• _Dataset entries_
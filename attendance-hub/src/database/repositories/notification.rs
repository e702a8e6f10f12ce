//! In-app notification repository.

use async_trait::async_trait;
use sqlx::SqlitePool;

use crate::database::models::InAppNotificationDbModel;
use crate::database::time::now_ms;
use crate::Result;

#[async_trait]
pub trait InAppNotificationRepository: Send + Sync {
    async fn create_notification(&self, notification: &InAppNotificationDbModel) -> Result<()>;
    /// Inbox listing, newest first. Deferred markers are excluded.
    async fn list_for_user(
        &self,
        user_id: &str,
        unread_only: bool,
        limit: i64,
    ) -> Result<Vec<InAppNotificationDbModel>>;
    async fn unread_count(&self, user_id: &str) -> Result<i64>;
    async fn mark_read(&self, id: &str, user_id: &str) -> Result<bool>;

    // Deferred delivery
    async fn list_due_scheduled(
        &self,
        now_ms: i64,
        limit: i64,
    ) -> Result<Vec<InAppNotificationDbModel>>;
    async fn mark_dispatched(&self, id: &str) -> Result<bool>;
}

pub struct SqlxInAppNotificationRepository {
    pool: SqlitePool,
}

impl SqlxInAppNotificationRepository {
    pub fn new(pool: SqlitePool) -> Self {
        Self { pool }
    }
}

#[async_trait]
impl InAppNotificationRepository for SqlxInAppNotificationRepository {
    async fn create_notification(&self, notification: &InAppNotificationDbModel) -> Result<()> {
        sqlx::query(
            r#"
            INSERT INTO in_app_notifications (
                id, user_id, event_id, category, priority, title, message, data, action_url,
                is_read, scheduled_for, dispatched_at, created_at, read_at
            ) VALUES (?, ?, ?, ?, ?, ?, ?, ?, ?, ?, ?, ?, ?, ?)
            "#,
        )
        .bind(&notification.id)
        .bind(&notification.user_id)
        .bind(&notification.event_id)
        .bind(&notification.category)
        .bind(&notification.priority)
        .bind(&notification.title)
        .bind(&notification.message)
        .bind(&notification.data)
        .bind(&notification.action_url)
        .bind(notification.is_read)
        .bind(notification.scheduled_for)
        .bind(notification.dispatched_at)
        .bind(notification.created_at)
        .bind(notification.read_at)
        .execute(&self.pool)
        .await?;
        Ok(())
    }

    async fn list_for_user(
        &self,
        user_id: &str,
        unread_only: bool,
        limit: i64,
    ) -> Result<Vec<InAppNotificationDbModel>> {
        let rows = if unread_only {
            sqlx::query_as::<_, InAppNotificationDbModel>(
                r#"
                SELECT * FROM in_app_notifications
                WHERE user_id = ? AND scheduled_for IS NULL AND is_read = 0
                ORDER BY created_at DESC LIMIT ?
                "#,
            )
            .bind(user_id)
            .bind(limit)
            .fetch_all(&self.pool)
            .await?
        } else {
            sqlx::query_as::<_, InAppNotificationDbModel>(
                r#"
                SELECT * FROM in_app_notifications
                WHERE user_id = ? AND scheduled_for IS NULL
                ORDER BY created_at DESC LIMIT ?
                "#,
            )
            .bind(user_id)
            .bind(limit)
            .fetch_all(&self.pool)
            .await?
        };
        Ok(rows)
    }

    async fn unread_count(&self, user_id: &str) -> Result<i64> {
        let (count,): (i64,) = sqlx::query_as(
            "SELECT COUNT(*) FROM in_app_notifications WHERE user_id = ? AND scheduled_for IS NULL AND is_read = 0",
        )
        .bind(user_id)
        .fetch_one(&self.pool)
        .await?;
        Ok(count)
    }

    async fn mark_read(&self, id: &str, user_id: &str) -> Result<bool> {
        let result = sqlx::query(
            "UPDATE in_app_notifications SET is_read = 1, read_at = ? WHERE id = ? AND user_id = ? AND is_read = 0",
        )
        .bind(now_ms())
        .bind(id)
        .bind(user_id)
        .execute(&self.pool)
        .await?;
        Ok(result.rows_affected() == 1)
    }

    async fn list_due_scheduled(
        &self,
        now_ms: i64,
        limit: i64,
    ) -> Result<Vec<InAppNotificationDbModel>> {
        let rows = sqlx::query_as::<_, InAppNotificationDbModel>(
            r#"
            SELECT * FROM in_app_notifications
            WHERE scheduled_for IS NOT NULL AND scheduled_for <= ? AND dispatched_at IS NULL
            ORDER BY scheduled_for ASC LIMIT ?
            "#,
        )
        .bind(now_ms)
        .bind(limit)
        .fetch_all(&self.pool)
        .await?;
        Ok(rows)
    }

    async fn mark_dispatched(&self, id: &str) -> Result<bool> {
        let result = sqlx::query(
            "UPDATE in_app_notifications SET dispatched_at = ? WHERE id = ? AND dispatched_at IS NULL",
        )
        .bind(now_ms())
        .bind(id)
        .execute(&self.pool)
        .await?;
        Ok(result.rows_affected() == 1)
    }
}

--

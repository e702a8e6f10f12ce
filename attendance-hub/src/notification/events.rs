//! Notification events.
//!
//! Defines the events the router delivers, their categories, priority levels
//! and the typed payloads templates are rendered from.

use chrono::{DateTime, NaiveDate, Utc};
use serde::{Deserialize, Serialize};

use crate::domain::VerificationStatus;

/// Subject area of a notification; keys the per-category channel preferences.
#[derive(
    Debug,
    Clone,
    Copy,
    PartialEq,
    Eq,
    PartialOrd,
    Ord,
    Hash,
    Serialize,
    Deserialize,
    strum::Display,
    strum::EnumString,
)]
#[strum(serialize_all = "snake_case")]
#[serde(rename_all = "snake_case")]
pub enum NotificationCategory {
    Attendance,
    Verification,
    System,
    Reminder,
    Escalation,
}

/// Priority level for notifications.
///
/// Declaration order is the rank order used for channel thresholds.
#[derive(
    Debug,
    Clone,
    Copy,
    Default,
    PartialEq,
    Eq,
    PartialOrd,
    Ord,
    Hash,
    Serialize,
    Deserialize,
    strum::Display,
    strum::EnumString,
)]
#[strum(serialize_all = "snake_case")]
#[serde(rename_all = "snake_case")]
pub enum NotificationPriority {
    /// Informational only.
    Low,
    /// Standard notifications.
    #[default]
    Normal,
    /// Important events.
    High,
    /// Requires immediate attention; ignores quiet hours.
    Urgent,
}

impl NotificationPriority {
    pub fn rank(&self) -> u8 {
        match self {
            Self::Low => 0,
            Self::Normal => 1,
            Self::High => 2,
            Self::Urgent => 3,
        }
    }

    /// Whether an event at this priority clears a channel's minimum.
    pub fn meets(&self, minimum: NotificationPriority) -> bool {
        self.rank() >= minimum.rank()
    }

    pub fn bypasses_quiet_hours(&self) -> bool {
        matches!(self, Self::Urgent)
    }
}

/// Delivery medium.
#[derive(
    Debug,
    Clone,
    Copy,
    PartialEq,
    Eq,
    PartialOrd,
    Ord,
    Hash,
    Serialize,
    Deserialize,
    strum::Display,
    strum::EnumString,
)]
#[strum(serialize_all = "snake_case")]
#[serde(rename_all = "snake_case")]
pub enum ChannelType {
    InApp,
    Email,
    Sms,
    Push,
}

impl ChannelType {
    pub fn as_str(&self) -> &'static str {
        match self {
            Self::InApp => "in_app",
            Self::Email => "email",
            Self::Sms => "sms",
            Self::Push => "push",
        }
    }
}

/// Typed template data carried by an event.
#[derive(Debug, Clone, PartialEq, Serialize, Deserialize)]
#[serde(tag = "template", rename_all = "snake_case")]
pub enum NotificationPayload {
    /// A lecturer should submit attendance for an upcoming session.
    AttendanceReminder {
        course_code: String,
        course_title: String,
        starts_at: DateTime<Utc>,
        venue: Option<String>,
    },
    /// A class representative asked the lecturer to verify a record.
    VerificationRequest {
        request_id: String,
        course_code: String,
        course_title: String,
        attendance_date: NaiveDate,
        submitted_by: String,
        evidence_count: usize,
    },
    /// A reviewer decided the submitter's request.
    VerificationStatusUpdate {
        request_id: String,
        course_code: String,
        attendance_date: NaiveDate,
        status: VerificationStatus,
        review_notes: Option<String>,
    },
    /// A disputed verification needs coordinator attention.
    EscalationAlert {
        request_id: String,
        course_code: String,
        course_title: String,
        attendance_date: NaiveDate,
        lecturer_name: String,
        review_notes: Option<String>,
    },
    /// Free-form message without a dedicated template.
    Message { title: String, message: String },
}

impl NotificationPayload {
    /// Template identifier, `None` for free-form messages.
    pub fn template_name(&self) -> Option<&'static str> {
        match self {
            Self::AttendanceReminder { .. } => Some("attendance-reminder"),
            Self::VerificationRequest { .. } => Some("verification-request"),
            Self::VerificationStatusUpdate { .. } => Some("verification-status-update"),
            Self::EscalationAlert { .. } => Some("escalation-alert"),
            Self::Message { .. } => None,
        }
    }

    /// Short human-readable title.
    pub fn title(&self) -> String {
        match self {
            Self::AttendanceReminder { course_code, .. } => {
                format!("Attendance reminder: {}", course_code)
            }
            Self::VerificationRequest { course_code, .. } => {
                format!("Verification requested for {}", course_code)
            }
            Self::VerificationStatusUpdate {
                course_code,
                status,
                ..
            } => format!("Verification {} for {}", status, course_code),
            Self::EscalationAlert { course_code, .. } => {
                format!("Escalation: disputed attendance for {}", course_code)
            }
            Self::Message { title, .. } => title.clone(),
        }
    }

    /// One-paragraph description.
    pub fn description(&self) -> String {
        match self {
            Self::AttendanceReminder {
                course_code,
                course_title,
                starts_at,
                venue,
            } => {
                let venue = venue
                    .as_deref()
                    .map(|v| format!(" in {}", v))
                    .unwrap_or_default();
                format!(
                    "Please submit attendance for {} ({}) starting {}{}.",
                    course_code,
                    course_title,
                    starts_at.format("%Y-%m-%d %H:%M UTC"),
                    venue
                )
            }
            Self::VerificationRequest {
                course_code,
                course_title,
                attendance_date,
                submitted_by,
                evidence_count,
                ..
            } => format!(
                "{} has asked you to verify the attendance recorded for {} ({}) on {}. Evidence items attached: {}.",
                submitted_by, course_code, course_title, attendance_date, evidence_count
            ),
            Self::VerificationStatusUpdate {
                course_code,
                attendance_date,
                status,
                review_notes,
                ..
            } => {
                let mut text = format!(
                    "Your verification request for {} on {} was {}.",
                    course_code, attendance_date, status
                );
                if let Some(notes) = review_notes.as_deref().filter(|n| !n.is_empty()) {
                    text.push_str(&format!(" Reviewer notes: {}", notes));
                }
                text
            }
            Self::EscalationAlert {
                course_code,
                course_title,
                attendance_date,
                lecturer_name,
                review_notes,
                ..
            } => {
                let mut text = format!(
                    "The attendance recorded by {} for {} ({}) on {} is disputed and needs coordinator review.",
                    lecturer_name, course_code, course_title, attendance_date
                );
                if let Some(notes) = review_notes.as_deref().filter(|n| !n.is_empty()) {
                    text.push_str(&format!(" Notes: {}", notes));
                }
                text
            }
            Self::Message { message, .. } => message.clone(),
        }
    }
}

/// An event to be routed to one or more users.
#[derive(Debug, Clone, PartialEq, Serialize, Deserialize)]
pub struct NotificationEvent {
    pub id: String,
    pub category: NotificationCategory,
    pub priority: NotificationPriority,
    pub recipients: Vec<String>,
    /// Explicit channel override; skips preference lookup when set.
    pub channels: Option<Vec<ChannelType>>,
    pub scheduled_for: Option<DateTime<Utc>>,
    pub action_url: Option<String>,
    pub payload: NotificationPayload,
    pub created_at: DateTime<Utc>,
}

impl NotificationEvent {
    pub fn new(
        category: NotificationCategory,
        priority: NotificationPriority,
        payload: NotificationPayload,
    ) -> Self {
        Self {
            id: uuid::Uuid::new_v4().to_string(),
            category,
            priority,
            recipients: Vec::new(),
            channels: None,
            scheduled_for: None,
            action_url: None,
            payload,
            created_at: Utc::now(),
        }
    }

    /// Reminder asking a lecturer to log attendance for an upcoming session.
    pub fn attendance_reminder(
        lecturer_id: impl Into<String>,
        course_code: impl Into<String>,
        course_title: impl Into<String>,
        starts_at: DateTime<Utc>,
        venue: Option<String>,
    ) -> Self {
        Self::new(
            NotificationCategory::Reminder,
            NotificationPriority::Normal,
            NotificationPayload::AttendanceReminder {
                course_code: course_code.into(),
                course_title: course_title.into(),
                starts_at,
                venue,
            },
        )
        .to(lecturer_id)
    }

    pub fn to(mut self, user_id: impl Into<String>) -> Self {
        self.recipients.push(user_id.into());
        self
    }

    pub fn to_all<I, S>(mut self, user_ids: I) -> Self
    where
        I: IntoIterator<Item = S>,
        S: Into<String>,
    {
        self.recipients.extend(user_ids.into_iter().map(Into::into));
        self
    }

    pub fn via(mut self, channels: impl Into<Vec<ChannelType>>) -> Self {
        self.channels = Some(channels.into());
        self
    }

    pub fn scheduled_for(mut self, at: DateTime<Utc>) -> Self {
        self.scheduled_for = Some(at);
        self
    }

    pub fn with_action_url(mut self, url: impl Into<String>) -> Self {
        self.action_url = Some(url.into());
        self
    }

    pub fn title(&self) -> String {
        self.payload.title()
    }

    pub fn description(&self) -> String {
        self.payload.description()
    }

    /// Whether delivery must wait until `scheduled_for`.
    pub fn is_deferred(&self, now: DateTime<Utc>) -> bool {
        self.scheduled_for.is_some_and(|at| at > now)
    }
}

• _The task_
Each line of the data that has the string "needs" should be returned.

• _Task answer_
    /// A disputed verification needs coordinator attention.
                    "The attendance recorded by {} for {} ({}) on {} is disputed and needs coordinator review.",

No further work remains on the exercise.